**REQUIRED WORK**. Please copy out every line in the records below that includes the word "inner".

**INPUT DATA**.
+===+
//! Generative function interface properties across program kinds.

use stoch_foundation::Value;
use stoch_ir::Atom;
use stoch_runtime::{bernoulli, beta, gen, ChoiceMap, Error, Program, ProbabilisticStager};
use stoch_tests::{and_model, assert_close, chain_model, gaussian_model, TestHarness};

fn programs() -> Vec<(Program, Vec<Value>)> {
    vec![
        (gaussian_model(), vec![Value::f64(0.5)]),
        (chain_model(), vec![]),
        (gaussian_model().repeat(4), vec![Value::f64(-1.0)]),
        (
            gaussian_model().vmap(vec![Some(0)], None),
            vec![Value::from_f64s(&[0.0, 1.0, 2.0])],
        ),
    ]
}

/// Simulated scores are the negated assessed densities.
#[test]
fn test_density_consistency() {
    let mut h = TestHarness::seeded(1);
    for (program, args) in programs() {
        for _ in 0..5 {
            let trace = h.simulate(&program, &args);
            let (w, retval) = program.assess(h.ctx(), &args, &trace.choices()).unwrap();
            assert_close(trace.score(), -w, 1e-9);
            assert_eq!(retval, trace.retval_values(), "{}", program.name());
        }
    }
}

/// `update` weighs the new choices against the old trace.
#[test]
fn test_update_matches_assess() {
    let mut h = TestHarness::seeded(2);
    let program = gaussian_model();
    let args = [Value::f64(0.0)];
    for x in [-1.0, 0.25, 3.0] {
        let trace = h.simulate(&program, &args);
        let new = ChoiceMap::from_values([("x", Value::f64(x))]);
        let up = trace.update(h.ctx(), &args, &new).unwrap();
        let expected = h.assess(&program, &args, &up.trace.choices()) + trace.score();
        assert_close(up.weight(), expected, 1e-9);
        assert_eq!(up.discarded.value("x"), trace.value("x").as_ref());
        assert_eq!(up.trace.value("y"), trace.value("y"));
    }
}

/// Moving every choice makes the weight a plain density ratio.
#[test]
fn test_full_update_is_density_ratio() {
    let mut h = TestHarness::seeded(3);
    let program = chain_model();
    let trace = h.simulate(&program, &[]);
    let new = ChoiceMap::from_values([
        ("a", Value::bool(true)),
        ("b", Value::bool(false)),
        ("c", Value::bool(true)),
    ]);
    let up = program.update(h.ctx(), &trace, &[], &new).unwrap();
    let old_density = -trace.score();
    let new_density = h.assess(&program, &[], &new);
    assert_close(up.weight(), new_density - old_density, 1e-12);
    assert_close(up.trace.score(), -new_density, 1e-12);
}

/// `generate` weights are the density of the constrained choices given the rest.
#[test]
fn test_generate_weight_with_observation() {
    let mut h = TestHarness::seeded(4);
    let program = and_model();
    let constraint = ChoiceMap::from_values([("x", Value::bool(true)), ("y", Value::bool(true))]);
    let (trace, w) = program.generate(h.ctx(), &[], &constraint).unwrap();
    assert_close(w, (0.5f64 * 0.3).ln(), 1e-12);
    assert_close(trace.score(), -w, 1e-12);

    let impossible = ChoiceMap::from_values([("x", Value::bool(true)), ("y", Value::bool(false))]);
    let (_, w) = program.generate(h.ctx(), &[], &impossible).unwrap();
    assert_eq!(w, f64::NEG_INFINITY);
}

#[test]
fn test_assess_requires_every_address() {
    let mut h = TestHarness::unseeded();
    let partial = ChoiceMap::from_values([("a", Value::bool(true)), ("b", Value::bool(true))]);
    let err = chain_model().assess(h.ctx(), &[], &partial).unwrap_err();
    assert!(matches!(err, Error::AddressNotFound { ref address } if address == "c"));
    assert_eq!(h.ctx().handler_depth(), 0);
}

#[test]
fn test_nested_program_addresses() {
    let inner = chain_model();
    let outer = stoch_runtime::gen("outer", move |s, _| {
        use stoch_runtime::ProbabilisticStager;
        let first = s.trace("first", &inner, &[])?;
        let second = s.trace("second", &inner, &[])?;
        Ok(vec![first[0].clone(), second[0].clone()])
    });
    let mut h = TestHarness::seeded(5);
    let trace = h.simulate(&outer, &[]);
    let choices = trace.choices();
    assert_eq!(choices.leaves().len(), 6);
    assert!(choices.get("first").and_then(|t| t.get("b")).is_some());
    let w = h.assess(&outer, &[], &choices);
    assert_close(trace.score(), -w, 1e-12);
}

/// A beta-distributed rate feeding a coin scores as the product of both densities.
#[test]
fn test_beta_rate_model() {
    let program = gen("rate", |s, _| {
        let p = s.choose("p", &beta(), &[Atom::from(2.0), Atom::from(3.0)])?;
        let x = s.choose("x", &bernoulli(), &[p.clone()])?;
        Ok(vec![p, x])
    });
    let mut h = TestHarness::seeded(6);
    for _ in 0..5 {
        let trace = h.simulate(&program, &[]);
        let p = trace.value("p").and_then(|v| v.as_f64()).unwrap();
        assert!((0.0..=1.0).contains(&p));
        let w = h.assess(&program, &[], &trace.choices());
        assert_close(trace.score(), -w, 1e-9);
    }

    let choices = ChoiceMap::from_values([("p", Value::f64(0.5)), ("x", Value::bool(true))]);
    assert_close(h.assess(&program, &[], &choices), (1.5f64 * 0.5).ln(), 1e-9);
}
+===+
**SOLUTION TO THIS EXERCISE**.
    let inner = chain_model();
        let first = s.trace("first", &inner, &[])?;
        let second = s.trace("second", &inner, &[])?;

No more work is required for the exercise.